#### [Exercise]
In the records below, work out how many lines hold the word "sqlx". Report the number alone.

[[ Records to process open ]]

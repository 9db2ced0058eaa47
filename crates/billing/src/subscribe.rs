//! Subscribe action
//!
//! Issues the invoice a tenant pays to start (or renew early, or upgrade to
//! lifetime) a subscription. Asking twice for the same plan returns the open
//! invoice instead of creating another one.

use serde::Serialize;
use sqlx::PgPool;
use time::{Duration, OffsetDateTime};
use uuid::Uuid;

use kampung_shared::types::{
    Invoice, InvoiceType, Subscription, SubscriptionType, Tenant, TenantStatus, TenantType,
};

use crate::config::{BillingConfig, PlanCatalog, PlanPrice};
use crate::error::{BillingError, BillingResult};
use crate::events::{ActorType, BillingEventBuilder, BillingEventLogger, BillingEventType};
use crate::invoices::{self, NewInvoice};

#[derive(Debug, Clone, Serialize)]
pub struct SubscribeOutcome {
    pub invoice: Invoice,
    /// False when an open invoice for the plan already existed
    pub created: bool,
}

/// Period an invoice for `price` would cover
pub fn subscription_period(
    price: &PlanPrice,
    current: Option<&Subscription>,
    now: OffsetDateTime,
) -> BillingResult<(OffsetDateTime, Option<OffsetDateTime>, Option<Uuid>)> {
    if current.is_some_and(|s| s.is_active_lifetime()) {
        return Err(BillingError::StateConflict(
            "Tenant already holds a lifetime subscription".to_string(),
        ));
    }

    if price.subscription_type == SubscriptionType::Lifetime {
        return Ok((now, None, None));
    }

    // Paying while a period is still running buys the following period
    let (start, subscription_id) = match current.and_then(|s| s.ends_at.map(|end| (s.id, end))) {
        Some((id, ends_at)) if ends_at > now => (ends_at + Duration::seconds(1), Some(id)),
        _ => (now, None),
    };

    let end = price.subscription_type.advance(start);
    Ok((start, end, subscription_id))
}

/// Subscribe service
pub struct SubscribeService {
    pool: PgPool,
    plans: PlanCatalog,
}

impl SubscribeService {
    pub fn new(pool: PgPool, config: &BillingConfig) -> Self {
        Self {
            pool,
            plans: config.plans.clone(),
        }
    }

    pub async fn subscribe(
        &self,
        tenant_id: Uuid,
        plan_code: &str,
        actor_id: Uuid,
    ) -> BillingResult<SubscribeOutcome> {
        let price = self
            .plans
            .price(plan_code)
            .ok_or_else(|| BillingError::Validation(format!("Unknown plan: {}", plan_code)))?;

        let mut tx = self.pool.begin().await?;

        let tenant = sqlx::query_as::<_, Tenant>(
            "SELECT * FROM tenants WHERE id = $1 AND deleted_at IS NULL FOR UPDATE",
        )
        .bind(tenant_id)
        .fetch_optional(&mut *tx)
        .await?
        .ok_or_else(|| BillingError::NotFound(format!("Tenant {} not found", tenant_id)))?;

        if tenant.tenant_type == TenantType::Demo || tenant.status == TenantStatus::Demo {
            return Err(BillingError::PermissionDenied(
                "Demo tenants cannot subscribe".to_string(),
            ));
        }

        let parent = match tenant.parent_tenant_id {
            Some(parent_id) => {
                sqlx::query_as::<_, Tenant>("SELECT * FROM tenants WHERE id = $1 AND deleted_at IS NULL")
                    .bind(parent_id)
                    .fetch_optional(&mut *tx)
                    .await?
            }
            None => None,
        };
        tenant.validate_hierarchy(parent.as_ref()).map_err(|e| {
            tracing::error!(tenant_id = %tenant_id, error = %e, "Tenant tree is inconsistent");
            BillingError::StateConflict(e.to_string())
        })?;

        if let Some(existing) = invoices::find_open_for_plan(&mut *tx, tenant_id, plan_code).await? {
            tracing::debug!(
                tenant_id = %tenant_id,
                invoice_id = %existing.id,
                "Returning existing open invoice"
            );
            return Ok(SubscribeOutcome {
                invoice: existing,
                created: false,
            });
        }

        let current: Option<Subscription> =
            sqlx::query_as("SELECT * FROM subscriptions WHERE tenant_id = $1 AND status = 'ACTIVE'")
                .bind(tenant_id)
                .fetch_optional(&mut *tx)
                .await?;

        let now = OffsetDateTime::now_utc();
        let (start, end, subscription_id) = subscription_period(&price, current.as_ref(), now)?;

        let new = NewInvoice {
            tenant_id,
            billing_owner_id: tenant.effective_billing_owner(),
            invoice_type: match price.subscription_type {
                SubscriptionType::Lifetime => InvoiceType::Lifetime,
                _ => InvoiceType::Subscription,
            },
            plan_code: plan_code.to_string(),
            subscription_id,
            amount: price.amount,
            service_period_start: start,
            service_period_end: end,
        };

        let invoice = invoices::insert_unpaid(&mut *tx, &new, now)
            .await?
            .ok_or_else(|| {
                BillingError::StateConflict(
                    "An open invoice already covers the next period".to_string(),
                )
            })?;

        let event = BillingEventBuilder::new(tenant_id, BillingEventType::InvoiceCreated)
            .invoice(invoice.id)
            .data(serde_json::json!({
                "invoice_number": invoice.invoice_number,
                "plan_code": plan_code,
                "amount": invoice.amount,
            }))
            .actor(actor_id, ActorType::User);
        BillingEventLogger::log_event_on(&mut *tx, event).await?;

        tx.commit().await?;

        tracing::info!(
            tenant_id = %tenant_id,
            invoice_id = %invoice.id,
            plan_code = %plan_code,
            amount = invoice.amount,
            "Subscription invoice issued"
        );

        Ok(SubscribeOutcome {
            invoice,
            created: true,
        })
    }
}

[[ Records to process closed ]]
[[ Records to process open ]]

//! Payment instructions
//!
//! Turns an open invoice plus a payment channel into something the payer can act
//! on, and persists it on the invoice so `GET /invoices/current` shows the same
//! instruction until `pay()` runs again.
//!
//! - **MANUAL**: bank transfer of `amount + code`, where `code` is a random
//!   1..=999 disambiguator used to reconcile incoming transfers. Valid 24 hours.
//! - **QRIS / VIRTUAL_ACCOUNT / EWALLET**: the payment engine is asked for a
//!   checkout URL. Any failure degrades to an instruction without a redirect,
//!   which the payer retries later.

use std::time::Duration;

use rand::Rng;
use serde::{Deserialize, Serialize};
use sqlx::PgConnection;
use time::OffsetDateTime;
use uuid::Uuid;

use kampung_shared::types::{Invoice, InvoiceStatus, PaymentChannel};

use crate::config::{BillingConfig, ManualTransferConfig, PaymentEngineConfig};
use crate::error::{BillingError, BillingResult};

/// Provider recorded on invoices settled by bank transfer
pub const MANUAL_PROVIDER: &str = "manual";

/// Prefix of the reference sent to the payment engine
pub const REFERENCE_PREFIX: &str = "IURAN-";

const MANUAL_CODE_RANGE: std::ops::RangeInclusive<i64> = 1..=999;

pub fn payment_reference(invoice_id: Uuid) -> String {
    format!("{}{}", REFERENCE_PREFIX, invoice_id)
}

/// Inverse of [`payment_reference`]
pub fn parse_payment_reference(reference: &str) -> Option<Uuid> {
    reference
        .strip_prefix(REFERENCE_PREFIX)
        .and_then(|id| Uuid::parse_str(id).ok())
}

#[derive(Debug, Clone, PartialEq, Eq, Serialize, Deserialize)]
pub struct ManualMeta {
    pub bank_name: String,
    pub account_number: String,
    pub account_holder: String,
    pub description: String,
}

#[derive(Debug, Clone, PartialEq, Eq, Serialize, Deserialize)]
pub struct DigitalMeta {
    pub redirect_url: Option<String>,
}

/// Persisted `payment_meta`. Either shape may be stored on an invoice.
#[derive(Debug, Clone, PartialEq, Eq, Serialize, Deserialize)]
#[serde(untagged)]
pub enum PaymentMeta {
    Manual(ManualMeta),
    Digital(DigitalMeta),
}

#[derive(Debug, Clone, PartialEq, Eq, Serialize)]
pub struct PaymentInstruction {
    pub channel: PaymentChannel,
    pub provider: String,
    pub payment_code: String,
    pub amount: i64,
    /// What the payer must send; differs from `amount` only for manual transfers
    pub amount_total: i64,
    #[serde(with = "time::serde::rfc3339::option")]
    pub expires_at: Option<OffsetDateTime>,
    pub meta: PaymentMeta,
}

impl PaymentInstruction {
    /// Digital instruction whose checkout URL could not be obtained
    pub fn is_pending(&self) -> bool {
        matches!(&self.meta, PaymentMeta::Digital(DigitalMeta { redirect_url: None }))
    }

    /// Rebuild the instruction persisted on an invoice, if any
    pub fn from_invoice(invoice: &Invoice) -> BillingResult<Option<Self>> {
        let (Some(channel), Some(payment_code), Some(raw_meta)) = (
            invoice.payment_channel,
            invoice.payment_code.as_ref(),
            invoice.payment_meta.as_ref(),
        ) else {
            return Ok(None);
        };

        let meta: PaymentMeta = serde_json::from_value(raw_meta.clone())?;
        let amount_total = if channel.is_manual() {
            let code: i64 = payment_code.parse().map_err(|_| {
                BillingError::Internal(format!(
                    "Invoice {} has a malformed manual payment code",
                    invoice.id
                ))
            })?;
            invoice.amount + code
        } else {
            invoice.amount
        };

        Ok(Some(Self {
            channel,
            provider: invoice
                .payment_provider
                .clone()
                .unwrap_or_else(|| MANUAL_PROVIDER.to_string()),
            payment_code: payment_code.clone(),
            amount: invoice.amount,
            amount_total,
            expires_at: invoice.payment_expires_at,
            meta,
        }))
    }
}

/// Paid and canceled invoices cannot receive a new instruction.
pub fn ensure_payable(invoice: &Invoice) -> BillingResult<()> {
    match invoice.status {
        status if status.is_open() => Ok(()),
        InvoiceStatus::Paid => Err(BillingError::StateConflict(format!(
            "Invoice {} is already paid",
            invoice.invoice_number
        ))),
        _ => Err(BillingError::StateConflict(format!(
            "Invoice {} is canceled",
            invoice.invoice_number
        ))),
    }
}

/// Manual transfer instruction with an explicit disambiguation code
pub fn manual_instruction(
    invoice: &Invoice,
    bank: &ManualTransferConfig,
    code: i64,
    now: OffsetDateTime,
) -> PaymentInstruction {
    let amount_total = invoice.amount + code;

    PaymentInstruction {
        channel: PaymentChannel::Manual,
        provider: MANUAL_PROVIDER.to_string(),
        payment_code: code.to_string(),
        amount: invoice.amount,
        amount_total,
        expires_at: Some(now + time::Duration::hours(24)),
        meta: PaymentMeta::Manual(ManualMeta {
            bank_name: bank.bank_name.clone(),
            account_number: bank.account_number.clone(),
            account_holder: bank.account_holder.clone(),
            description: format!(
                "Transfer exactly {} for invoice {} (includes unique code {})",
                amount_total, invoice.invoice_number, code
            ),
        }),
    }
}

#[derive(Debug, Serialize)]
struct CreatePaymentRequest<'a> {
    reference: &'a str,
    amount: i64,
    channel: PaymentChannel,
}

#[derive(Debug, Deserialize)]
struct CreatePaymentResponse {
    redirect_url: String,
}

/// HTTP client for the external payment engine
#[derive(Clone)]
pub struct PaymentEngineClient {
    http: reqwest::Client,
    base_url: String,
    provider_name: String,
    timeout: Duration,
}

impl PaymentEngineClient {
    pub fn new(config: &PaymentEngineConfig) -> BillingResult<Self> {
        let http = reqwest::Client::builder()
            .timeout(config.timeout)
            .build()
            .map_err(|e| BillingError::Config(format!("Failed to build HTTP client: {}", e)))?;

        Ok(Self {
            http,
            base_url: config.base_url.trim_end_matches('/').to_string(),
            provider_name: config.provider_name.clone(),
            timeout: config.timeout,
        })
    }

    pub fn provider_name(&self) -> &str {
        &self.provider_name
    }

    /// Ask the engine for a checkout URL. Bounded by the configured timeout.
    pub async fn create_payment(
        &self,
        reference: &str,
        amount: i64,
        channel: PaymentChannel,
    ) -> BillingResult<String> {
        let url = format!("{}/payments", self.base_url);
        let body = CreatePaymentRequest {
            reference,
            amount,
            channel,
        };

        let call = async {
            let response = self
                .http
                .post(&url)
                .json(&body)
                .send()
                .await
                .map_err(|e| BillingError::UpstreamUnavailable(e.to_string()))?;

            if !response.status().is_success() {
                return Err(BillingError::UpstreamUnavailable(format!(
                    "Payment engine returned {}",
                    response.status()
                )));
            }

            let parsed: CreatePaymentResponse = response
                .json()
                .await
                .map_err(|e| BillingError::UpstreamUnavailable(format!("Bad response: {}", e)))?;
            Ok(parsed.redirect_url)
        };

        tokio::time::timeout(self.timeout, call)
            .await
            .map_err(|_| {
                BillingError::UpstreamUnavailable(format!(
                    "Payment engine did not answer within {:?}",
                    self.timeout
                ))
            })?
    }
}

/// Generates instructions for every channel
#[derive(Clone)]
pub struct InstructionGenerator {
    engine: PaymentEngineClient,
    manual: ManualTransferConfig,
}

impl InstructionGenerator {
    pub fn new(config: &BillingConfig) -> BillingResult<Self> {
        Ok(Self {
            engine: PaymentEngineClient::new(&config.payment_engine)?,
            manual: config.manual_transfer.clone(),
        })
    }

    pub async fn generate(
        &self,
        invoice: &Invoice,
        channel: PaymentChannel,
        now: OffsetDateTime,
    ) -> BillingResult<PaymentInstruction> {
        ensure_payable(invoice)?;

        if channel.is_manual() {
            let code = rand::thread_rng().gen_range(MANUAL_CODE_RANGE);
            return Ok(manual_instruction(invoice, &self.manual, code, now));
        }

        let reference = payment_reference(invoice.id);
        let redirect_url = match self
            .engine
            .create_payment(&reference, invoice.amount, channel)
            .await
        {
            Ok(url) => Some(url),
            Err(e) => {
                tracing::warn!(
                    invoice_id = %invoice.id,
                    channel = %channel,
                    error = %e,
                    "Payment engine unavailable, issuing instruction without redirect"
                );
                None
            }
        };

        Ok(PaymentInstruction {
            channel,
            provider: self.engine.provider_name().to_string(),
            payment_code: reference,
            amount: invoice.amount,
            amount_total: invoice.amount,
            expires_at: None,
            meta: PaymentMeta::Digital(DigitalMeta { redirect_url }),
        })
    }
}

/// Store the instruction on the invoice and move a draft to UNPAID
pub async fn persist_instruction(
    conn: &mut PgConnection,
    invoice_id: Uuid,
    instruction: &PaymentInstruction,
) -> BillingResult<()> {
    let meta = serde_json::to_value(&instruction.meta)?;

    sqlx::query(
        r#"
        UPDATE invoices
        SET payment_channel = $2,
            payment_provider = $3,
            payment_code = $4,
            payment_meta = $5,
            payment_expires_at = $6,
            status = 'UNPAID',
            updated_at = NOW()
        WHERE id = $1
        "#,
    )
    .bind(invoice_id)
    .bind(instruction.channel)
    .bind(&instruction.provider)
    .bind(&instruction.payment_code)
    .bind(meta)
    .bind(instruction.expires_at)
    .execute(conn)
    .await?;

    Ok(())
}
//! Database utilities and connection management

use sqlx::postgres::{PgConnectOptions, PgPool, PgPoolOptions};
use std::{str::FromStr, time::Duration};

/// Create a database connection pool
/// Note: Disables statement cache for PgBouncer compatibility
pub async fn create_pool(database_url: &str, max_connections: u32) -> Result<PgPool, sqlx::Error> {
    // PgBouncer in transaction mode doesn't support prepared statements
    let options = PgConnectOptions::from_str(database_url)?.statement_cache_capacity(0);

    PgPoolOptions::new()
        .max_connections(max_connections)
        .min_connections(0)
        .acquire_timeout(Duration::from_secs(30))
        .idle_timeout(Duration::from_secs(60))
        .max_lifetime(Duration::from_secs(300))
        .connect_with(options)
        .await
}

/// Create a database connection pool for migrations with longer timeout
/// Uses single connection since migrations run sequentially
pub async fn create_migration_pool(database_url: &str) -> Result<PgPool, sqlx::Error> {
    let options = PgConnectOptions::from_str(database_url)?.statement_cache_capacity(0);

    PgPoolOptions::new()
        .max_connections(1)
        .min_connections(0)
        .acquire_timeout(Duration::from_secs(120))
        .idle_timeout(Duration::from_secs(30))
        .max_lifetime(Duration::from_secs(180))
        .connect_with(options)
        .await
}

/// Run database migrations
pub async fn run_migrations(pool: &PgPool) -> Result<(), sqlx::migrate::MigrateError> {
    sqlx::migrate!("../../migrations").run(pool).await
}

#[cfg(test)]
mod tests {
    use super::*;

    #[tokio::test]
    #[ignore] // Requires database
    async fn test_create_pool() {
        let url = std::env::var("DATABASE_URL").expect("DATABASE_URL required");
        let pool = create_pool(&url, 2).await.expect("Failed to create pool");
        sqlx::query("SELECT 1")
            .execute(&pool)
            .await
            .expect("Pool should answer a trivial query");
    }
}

[[ Records to process closed ]]
[[ Records to process open ]]

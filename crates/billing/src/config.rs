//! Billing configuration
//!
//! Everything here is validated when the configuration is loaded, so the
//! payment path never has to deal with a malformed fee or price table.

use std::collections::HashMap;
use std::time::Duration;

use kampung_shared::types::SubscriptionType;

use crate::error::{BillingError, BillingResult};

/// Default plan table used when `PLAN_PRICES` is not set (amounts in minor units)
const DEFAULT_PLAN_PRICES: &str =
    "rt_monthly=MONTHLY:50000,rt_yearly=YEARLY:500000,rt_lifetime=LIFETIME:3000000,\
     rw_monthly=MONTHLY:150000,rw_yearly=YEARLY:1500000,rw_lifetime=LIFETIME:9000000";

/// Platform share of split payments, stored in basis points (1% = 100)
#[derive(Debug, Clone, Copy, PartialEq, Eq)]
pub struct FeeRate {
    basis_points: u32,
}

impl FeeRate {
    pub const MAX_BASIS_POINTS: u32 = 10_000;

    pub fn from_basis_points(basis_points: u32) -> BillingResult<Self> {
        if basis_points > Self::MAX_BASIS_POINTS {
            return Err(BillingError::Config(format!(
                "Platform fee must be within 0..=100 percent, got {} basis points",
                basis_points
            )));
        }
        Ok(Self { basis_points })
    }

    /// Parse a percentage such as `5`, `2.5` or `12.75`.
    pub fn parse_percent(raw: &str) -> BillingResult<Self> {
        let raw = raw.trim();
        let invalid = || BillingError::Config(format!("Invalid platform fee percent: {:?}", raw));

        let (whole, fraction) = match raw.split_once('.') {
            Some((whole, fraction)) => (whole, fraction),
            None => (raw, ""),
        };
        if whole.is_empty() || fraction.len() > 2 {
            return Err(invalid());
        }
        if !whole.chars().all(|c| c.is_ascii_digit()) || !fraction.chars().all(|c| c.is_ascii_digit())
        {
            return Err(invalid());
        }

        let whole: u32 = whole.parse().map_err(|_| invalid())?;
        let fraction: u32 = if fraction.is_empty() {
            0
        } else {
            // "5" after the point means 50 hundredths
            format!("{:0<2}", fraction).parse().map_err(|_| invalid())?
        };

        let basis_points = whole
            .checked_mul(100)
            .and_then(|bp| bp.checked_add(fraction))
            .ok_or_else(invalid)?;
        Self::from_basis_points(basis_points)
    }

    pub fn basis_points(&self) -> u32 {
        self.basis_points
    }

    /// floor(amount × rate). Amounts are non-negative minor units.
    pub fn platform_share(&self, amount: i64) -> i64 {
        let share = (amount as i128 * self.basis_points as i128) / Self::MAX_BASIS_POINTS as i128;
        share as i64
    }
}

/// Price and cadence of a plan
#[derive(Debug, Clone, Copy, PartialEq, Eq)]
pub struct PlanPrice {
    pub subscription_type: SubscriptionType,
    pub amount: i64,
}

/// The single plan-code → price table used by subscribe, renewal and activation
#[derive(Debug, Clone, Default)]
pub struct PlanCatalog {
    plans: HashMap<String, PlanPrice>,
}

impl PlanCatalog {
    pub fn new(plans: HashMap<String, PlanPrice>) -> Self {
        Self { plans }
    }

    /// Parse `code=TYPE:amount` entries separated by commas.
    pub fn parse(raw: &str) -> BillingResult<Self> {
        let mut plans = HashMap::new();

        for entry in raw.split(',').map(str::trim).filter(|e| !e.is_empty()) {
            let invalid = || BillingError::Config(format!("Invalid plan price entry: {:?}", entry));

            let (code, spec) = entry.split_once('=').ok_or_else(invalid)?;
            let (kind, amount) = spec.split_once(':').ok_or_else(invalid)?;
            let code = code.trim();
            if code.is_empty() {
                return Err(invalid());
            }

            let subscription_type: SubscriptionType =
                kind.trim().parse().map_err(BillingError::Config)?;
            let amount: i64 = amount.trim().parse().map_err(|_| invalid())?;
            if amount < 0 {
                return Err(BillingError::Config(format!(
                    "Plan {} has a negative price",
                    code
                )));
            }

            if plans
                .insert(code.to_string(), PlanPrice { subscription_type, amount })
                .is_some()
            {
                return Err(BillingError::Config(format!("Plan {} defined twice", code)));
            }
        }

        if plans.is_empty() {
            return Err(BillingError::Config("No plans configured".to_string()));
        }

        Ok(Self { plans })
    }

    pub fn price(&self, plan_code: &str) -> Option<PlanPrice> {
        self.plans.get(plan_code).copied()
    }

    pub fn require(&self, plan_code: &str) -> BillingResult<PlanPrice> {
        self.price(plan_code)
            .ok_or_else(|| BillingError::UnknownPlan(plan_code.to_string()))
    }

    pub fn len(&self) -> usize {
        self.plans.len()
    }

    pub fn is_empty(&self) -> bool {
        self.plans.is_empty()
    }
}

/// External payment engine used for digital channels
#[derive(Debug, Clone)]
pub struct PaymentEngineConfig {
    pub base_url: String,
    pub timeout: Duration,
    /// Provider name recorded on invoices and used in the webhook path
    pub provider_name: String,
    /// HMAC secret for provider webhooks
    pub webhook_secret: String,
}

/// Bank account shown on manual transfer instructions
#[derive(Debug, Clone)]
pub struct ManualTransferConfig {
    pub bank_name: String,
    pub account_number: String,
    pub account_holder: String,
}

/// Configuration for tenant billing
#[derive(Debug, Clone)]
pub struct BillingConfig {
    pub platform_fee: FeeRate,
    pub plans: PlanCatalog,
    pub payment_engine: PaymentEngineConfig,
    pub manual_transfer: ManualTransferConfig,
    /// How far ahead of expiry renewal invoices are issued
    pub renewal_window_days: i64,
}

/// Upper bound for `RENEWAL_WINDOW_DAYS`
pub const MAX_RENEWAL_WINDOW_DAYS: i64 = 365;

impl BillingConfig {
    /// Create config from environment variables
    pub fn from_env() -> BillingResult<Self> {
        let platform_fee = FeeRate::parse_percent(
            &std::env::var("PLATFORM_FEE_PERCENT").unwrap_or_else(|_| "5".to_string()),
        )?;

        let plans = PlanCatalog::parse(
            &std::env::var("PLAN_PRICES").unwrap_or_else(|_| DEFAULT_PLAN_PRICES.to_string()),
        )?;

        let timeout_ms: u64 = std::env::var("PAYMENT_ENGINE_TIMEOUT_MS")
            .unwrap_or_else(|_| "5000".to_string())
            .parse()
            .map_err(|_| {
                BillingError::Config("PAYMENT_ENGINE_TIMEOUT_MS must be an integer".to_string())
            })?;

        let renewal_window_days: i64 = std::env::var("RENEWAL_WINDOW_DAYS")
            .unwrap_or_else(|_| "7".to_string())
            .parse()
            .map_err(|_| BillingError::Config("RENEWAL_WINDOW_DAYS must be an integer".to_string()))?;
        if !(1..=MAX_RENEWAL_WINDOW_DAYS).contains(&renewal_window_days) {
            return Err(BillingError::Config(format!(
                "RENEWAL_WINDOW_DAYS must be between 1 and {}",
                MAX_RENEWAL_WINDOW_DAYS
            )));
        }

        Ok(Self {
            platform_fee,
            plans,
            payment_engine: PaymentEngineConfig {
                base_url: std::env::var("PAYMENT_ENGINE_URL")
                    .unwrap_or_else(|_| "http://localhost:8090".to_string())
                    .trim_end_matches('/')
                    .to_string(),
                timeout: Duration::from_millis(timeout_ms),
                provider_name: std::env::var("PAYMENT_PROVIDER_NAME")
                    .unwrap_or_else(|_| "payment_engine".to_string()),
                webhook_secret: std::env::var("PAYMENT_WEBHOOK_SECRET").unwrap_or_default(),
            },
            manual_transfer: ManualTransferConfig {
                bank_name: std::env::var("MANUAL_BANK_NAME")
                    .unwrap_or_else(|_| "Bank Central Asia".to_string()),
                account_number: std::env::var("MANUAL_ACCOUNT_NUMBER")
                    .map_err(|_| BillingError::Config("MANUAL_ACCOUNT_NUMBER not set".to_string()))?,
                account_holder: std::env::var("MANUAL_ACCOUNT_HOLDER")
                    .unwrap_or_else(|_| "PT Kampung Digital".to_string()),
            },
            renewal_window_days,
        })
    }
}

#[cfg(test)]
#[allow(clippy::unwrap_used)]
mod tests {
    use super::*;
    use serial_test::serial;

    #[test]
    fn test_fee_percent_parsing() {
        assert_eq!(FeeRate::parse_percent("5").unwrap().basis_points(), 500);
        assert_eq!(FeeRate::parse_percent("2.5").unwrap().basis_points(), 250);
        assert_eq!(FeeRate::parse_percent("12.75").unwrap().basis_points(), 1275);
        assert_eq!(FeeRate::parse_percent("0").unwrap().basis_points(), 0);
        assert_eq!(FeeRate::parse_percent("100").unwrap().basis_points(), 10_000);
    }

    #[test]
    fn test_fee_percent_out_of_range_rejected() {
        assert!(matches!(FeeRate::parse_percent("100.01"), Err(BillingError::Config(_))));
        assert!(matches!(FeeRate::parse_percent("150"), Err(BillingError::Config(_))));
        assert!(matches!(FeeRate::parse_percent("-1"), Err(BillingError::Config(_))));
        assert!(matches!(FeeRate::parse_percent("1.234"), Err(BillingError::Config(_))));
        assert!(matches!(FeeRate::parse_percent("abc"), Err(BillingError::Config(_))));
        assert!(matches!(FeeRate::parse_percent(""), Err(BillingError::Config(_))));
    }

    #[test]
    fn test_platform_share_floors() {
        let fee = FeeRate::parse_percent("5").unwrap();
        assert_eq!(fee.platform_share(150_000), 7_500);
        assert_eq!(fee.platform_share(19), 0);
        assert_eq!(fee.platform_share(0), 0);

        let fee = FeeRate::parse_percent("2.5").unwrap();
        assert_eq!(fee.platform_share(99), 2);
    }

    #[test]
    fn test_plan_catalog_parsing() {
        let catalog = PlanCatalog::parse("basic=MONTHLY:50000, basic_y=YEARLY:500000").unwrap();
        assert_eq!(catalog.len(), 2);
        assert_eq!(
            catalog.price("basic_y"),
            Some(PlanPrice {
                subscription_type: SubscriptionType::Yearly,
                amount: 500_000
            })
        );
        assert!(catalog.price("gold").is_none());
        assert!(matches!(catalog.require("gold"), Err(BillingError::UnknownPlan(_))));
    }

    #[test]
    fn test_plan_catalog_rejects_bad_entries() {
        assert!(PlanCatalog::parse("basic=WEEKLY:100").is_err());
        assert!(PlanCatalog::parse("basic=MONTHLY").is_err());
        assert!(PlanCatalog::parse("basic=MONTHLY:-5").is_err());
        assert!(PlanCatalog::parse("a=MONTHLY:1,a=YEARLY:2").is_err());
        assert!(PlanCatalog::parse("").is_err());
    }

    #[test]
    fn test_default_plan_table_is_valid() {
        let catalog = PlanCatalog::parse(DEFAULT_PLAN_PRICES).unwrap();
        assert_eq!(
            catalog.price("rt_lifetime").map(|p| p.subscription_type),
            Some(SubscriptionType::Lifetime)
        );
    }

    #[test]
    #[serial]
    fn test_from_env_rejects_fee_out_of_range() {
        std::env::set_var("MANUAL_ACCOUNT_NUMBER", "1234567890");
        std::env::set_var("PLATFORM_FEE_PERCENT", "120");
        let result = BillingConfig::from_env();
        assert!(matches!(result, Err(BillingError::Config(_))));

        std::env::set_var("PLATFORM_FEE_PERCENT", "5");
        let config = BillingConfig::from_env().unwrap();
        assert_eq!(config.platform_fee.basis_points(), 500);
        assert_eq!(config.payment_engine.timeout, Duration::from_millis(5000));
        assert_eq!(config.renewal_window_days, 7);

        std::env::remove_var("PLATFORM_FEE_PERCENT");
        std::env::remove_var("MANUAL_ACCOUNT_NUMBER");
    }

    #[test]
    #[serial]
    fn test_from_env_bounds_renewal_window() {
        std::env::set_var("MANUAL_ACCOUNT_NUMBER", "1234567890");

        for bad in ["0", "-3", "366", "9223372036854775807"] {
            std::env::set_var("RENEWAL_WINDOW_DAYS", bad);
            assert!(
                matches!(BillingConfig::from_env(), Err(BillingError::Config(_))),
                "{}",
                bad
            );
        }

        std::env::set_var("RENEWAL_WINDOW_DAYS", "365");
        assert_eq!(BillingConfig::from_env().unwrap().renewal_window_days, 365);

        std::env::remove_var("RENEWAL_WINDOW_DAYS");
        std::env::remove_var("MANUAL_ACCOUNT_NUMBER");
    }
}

[[ Records to process closed ]]

#### [Output for this task]
12